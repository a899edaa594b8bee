//! Shared helpers for integration tests.

use std::collections::HashMap;
use std::sync::Mutex;

static ENV_LOCK: Mutex<()> = Mutex::new(());

/// Runs `f` with environment variables temporarily set or removed.
///
/// Access to the process environment is serialized so parallel tests do not
/// observe each other's variables, and the previous values are restored even
/// if `f` panics.
///
/// `changes` is a list of `(key, value)` pairs:
/// - `Some(v)` sets the variable to `v`
/// - `None` removes the variable
pub fn with_scoped_env<F, R>(changes: &[(&str, Option<&str>)], f: F) -> R
where
    F: FnOnce() -> R,
{
    let _lock = ENV_LOCK
        .lock()
        .unwrap_or_else(|poisoned| poisoned.into_inner());

    let mut snapshot: HashMap<String, Option<String>> = HashMap::new();
    for (key, value) in changes {
        snapshot
            .entry((*key).to_string())
            .or_insert_with(|| std::env::var(key).ok());
        match value {
            Some(v) => std::env::set_var(key, v),
            None => std::env::remove_var(key),
        }
    }

    struct Restore(HashMap<String, Option<String>>);
    impl Drop for Restore {
        fn drop(&mut self) {
            for (key, value) in self.0.drain() {
                match value {
                    Some(v) => std::env::set_var(&key, v),
                    None => std::env::remove_var(&key),
                }
            }
        }
    }
    let _restore = Restore(snapshot);

    f()
}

Task statement:
If a line in the records above holds the string "environment", copy it.

Your solution:
/// Runs `f` with environment variables temporarily set or removed.
/// Access to the process environment is serialized so parallel tests do not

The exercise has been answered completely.